Observation data (Epoch )
- Constellation: Piscis Austrinus
- Right ascension: 21^{h} 57^{m} 28.21^{s}
- Declination: −36° 02′ 15.1″
- Redshift: 4.75 or 4.692

Other designations
- J2157–3602

= SMSS J215728.21–360215.1 =

Fast-growing quasar

SMSS J215728.21–360215.1, commonly known as J2157–3602 or shortly J2157, is one of the fastest growing black holes, the second largest black hole and one of the most powerful quasars known to exist as of 2026. The quasar is located at redshift 4.75, corresponding to a comoving distance of 2.5e10 ly from Earth and to a light-travel distance of 1.25e10 ly.
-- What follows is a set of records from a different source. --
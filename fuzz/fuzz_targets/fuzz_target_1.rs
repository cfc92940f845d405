#![no_main]

use libfuzzer_sys::fuzz_target;
use wsengine::assembler::MessageAssembler;
use wsengine::config::WebSocketConfig;
use wsengine::parser::FrameParser;

// Feeds arbitrary bytes straight into the frame parser/assembler pair as if they'd come
// off the wire. There's no well-formedness assumption on `data` at all: the only
// property under test is that malformed or truncated frames are rejected with an `Error`
// rather than panicking or looping forever.
fuzz_target!(|data: &[u8]| {
    let mut parser = FrameParser::new(true, Some(1 << 20));
    let mut assembler = MessageAssembler::new(WebSocketConfig::default(), None);

    let mut buf = data.to_vec();
    let _ = parser.consume(&mut buf, &mut assembler);
    let _ = assembler.take_outcomes();
});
It was discovered with the SkyMapper telescope at Australian National University's Siding Spring Observatory, announced in May 2018. It has an intrinsic bolometric luminosity of 6.95e14 Solar luminosity (2.66e41 W) and an absolute magnitude of -32.36. It has also a diameter of 99 billion kilometers (661.54 astronomical units).

In July 2020 the black hole associated with the quasar was reported to be 34 billion solar masses, based on a study published in Monthly Notices of the Royal Astronomical Society.